The master thread does not directly talk to all helper threads. Instead all search threads are arranged in a tree, where the master thread is the tree root node. Each tree node has at most 4 children. The tree is created to have minimal height and children are assigned from left to right. For example if there are 16 search threads they are arranged as follows:A search thread is only allowed to talk to its neighbors in the tree graph. When a search thread receives a command from a neighbor it acts on the command and also forwards it to its parent or children as appropriate.Code: Select all
0 | +--------+-----------+---------+ | | | | 1 2 3 4 | | | +-+-+-+ +-+--+--+ +--+--+ | | | | | | | | | | | 5 6 7 8 9 10 11 12 13 14 15
This thread tree structure is not strictly necessary for SMP search, since SMP hardware does not have an excessive number of hardware threads, so the master thread could talk directly to all helper threads. However for clusters the number of possible hardware threads could be very large (the largest super computers have more than one million cores), so in that case it would be very bad if the master thread tried to talk directly to all helper threads.
The algorithm is NUMA aware. This means that each search thread is locked to a specific NUMA node, and care is taken to allocate thread local memory on the NUMA node where the thread runs. The shared transposition table is allocated on NUMA node 0 if there is enough free memory on that node.
* main thread (the one that starts the main() function) does UCI I/O, and is always responsive.
* upon receiving a go command, it spawns a timer thread.
* the timer thread spawns N worker threads.
Timer and Worker(s) only live when the engine is searching. It turns out that spawning a few threads is so fast, the overhead is totally negligible. So you don't need to keep threads alive all the time, and deal with condition variables. Simple thread_create() and thread_join() operations are all I ever need.
Already the philosophy is quite different. All workers are equal. There is no concept of main thread among the workers. This simplifies the code, as there is no special case for the main thread.

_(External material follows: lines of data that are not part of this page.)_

//! One-sample Kolmogorov-Smirnov statistic against the uniform byte CDF.

use crate::histogram::ByteHistogram;
use crate::stats::{Comparison, TestKind, TestResult};
use crate::EncScanError;
use serde::{Deserialize, Serialize};

#[derive(Debug, Clone, Copy, PartialEq, Serialize, Deserialize)]
pub struct KsOutcome {
    /// Maximum absolute gap between the empirical and uniform CDFs.
    pub statistic: f64,
    /// Byte value at which the maximum gap first occurs.
    pub max_diff_position: u8,
    pub bytes_read: u64,
    /// `1.63 / sqrt(N)`
    pub critical_value_001: f64,
    /// `1.36 / sqrt(N)`
    pub critical_value_005: f64,
}

impl KsOutcome {
    pub fn to_result(&self, threshold: f64) -> TestResult {
        TestResult::compared(
            TestKind::KolmogorovSmirnov,
            self.statistic,
            threshold,
            Comparison::AtMost,
        )
    }
}

/// Walk byte values 0..=255 in ascending order, accumulating both CDFs, and
/// record the largest absolute difference.
pub fn ks_test(histogram: &ByteHistogram) -> Result<KsOutcome, EncScanError> {
    if histogram.is_empty() {
        return Err(EncScanError::UndefinedStatistic(
            "Kolmogorov-Smirnov test of an empty input".to_string(),
        ));
    }

    let total = histogram.total() as f64;
    let mut cumulative = 0u64;
    let mut statistic = 0.0f64;
    let mut max_diff_position = 0u8;

    for (value, &count) in histogram.counts().iter().enumerate() {
        cumulative += count;
        let empirical = cumulative as f64 / total;
        let theoretical = (value + 1) as f64 / 256.0;
        let diff = (empirical - theoretical).abs();
        if diff > statistic {
            statistic = diff;
            max_diff_position = value as u8;
        }
    }

    let root = total.sqrt();
    Ok(KsOutcome {
        statistic,
        max_diff_position,
        bytes_read: histogram.total(),
        critical_value_001: 1.63 / root,
        critical_value_005: 1.36 / root,
    })
}
//! Text matching rules shared by message and user queries.
//!
//! Two match modes are supported:
//!
//! | Mode | Method | Description |
//! |------|--------|-------------|
//! | Exact | [`TextMatch::exact`] | Whole value equals the needle |
//! | Contains | [`TextMatch::contains`] | Needle occurs anywhere in the value |
//!
//! Both fold case unless built with [`case_sensitive`](TextMatch::case_sensitive).
//!
//! # Examples
//!
//! ```
//! use dhtparse::core::filter::TextMatch;
//!
//! let m = TextMatch::contains("HELLO");
//! assert!(m.matches("say hello now"));
//!
//! let m = TextMatch::exact("hi").case_sensitive(true);
//! assert!(m.matches("hi"));
//! assert!(!m.matches("Hi"));
//! ```
//!
//! # Behavior Notes
//!
//! - Case folding uses Unicode lowercase, not ASCII-only folding
//! - An empty needle in case-sensitive `Contains` mode matches nothing
//! - An empty needle in case-insensitive `Contains` mode matches everything

/// How a needle is compared against a value.
#[derive(Debug, Clone, Copy, PartialEq, Eq)]
pub enum MatchMode {
    /// Value must equal the needle.
    Exact,
    /// Value must contain the needle.
    Contains,
}

/// A prepared text predicate.
///
/// The needle is folded once at construction so repeated matching over a
/// collection only folds each value.
#[derive(Debug, Clone)]
pub struct TextMatch {
    needle: String,
    folded: String,
    mode: MatchMode,
    case_sensitive: bool,
}

impl TextMatch {
    /// Creates a case-insensitive predicate with the given mode.
    pub fn new(needle: impl Into<String>, mode: MatchMode) -> Self {
        let needle = needle.into();
        Self {
            folded: needle.to_lowercase(),
            needle,
            mode,
            case_sensitive: false,
        }
    }

    /// Creates a case-insensitive exact-match predicate.
    pub fn exact(needle: impl Into<String>) -> Self {
        Self::new(needle, MatchMode::Exact)
    }

    /// Creates a case-insensitive substring predicate.
    pub fn contains(needle: impl Into<String>) -> Self {
        Self::new(needle, MatchMode::Contains)
    }

    /// Creates an exact or substring predicate from the `strict` flag used
    /// by user lookups.
    pub fn from_strict(needle: impl Into<String>, strict: bool) -> Self {
        let mode = if strict {
            MatchMode::Exact
        } else {
            MatchMode::Contains
        };
        Self::new(needle, mode)
    }

    /// Sets case sensitivity.
    #[must_use]
    pub fn case_sensitive(self, enabled: bool) -> Self {
        Self {
            case_sensitive: enabled,
            ..self
        }
    }

    /// Returns the match mode.
    pub fn mode(&self) -> MatchMode {
        self.mode
    }

    /// Returns `true` if `value` satisfies the predicate.
    pub fn matches(&self, value: &str) -> bool {
        if self.case_sensitive {
            match self.mode {
                MatchMode::Exact => value == self.needle,
                MatchMode::Contains => !self.needle.is_empty() && value.contains(&self.needle),
            }
        } else {
            let folded = value.to_lowercase();
            match self.mode {
                MatchMode::Exact => folded == self.folded,
                MatchMode::Contains => folded.contains(&self.folded),
            }
        }
    }
}

#[cfg(test)]
mod tests {
    use super::*;

    #[test]
    fn test_contains_folds_case() {
        assert!(TextMatch::contains("HELLO").matches("say hello now"));
        assert!(!TextMatch::contains("xyz").matches("say hello now"));
    }

    #[test]
    fn test_contains_case_sensitive() {
        let m = TextMatch::contains("Hello").case_sensitive(true);
        assert!(m.matches("Hello world"));
        assert!(!m.matches("hello world"));
        assert!(!m.matches("nothing here"));
    }

    #[test]
    fn test_empty_needle() {
        assert!(TextMatch::contains("").matches("anything"));
        assert!(TextMatch::contains("").matches(""));
        assert!(!TextMatch::contains("").case_sensitive(true).matches("anything"));
    }

    #[test]
    fn test_exact() {
        let m = TextMatch::exact("hi").case_sensitive(true);
        assert!(m.matches("hi"));
        assert!(!m.matches("Hi"));
        assert!(!m.matches("hi there"));

        let m = TextMatch::exact("hi");
        assert!(m.matches("HI"));
        assert!(!m.matches("hi there"));
    }

    #[test]
    fn test_unicode_folding() {
        assert!(TextMatch::exact("привет").matches("ПРИВЕТ"));
        assert!(TextMatch::contains("ÉCOLE").matches("à l'école"));
    }

    #[test]
    fn test_from_strict() {
        assert_eq!(TextMatch::from_strict("a", true).mode(), MatchMode::Exact);
        assert_eq!(TextMatch::from_strict("a", false).mode(), MatchMode::Contains);
    }
}
//! Unified error types for dhtparse.
//!
//! Every fallible operation in the crate returns [`DhtError`]. Parsing is
//! all-or-nothing: the first structural problem aborts the whole parse and
//! no partial [`Channel`](crate::Channel) is produced.
//!
//! Query operations on a parsed channel never fail. A miss is an empty
//! collection or `None`, and an author that cannot be resolved is recorded
//! on the message itself rather than raised as an error.

use std::io;
use std::path::PathBuf;

use thiserror::Error;

/// A specialized [`Result`] type for dhtparse operations.
///
/// # Example
///
/// ```rust
/// use dhtparse::Result;
/// use dhtparse::Channel;
///
/// fn load() -> Result<Option<Channel>> {
///     Ok(None)
/// }
/// ```
pub type Result<T> = std::result::Result<T, DhtError>;

/// The error type for all dhtparse operations.
#[derive(Debug, Error)]
#[non_exhaustive]
pub enum DhtError {
    /// The source document could not be read.
    ///
    /// This typically happens when the file does not exist or permission
    /// is denied.
    #[error("IO error: {0}")]
    Io(#[from] io::Error),

    /// The document does not conform to the expected dump schema.
    ///
    /// Covers invalid JSON, missing `meta`/`data` sections, wrong value
    /// types, an empty `servers` list, non-numeric ids, timestamps out of
    /// range, and a `data` section with the wrong number of channels.
    #[error("Invalid DHT dump{}: {source}", path.as_ref().map(|p| format!(" (file: {})", p.display())).unwrap_or_default())]
    Schema {
        /// What went wrong
        #[source]
        source: SchemaErrorKind,
        /// The file path, if the document came from a file
        path: Option<PathBuf>,
    },
}

/// Kinds of schema errors.
#[derive(Debug, Error)]
pub enum SchemaErrorKind {
    /// The document is not valid JSON or a value has the wrong shape
    #[error("{0}")]
    Json(#[from] serde_json::Error),
    /// The JSON is well-formed but violates a structural rule
    #[error("{0}")]
    Structure(String),
}

impl From<serde_json::Error> for DhtError {
    fn from(err: serde_json::Error) -> Self {
        DhtError::Schema {
            source: SchemaErrorKind::Json(err),
            path: None,
        }
    }
}

// ============================================================================
// Convenience constructors
// ============================================================================

impl DhtError {
    /// Creates a structural schema error.
    pub fn schema(message: impl Into<String>) -> Self {
        DhtError::Schema {
            source: SchemaErrorKind::Structure(message.into()),
            path: None,
        }
    }

    /// Attaches the originating file path to a schema error.
    ///
    /// Other variants are returned unchanged.
    #[must_use]
    pub fn with_path(self, file: impl Into<PathBuf>) -> Self {
        match self {
            DhtError::Schema { source, .. } => DhtError::Schema {
                source,
                path: Some(file.into()),
            },
            other => other,
        }
    }

    /// Returns `true` if this is an IO error.
    pub fn is_io(&self) -> bool {
        matches!(self, DhtError::Io(_))
    }

    /// Returns `true` if the document failed schema validation.
    pub fn is_schema(&self) -> bool {
        matches!(self, DhtError::Schema { .. })
    }
}

#[cfg(test)]
mod tests {
    use super::*;

    #[test]
    fn test_io_error_display() {
        let io_err = io::Error::new(io::ErrorKind::NotFound, "file not found");
        let err = DhtError::from(io_err);
        let display = err.to_string();
        assert!(display.contains("IO error"));
        assert!(display.contains("file not found"));
    }

    #[test]
    fn test_schema_error_with_path() {
        let err = DhtError::schema("servers list is empty").with_path("/tmp/dump.txt");
        let display = err.to_string();
        assert!(display.contains("servers list is empty"));
        assert!(display.contains("/tmp/dump.txt"));
    }

    #[test]
    fn test_schema_error_without_path() {
        let err = DhtError::schema("no channel");
        let display = err.to_string();
        assert!(display.starts_with("Invalid DHT dump: "));
        assert!(!display.contains("file:"));
    }

    #[test]
    fn test_json_error_is_schema() {
        let json_err = serde_json::from_str::<serde_json::Value>("{not json").unwrap_err();
        let err = DhtError::from(json_err);
        assert!(err.is_schema());
        assert!(!err.is_io());
    }

    #[test]
    fn test_with_path_leaves_io_untouched() {
        let err = DhtError::Io(io::Error::new(io::ErrorKind::NotFound, "gone"))
            .with_path("/tmp/x");
        assert!(err.is_io());
        assert!(!err.to_string().contains("/tmp/x"));
    }

    #[test]
    fn test_error_source_chain() {
        use std::error::Error;
        let err = DhtError::schema("bad");
        assert!(err.source().is_some());

        let io_err = DhtError::from(io::Error::new(io::ErrorKind::PermissionDenied, "denied"));
        assert!(io_err.source().is_some());
    }
}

UCI output (printing completed iterations with depth, score, pv etc.) is centralised in a global object, that contains the last iteration completed (highest depth completed so far, don't care which of the equal workers completed it). The object embeds a mutex, obviously. When a worker completes an iteration, it just tries to update the PV (only updated if deeper, when update occurs, print to screen, mutex guarantees no concurrency problem that would cause scrambled output).
In the ID loop, before a worker starts an iteration, it checks how many workers are searching this iteration or above. If at least half the workers are searching >= depth, then there is no point in searching this iteration, try the next one (and so on, until we find a useful iteration to work on).
Search abortion is twofold:
* Timer can signal all workers to stop immediately (using long_jmp() in C, or exception if it was C++).
* When a worker completes an iteration, it signals all workers working <= depth to stop immediately. When the affected workers stop, they return in the ID loop and look for a useful job to do, as previously described.
All this ensures that you have half the workers at each depth d and d+1. But it does so in a rather martial way. Workers are not allowed to just go their own way in the ID loop. We constantly want to keep them in rank and correct towards 1/2 at d, and 1/2 at d+1.
Next steps:
1/ The next thing to try is to use some more complicated patterns as 1/2 at d and 1/2 at d+1. This has shown to be very useful with many threads in Stockfish testing. But I cannot see any gain in variying this for 4 threads. And I do not have big machines at my disposal. So I stay with the simple scheme for now.
2/ The other thing to try is obviously ABDADA. Again, I really doubt I will gain anything on 4 Threads above what I have. Probably needs 8 or 16 threads to see anything.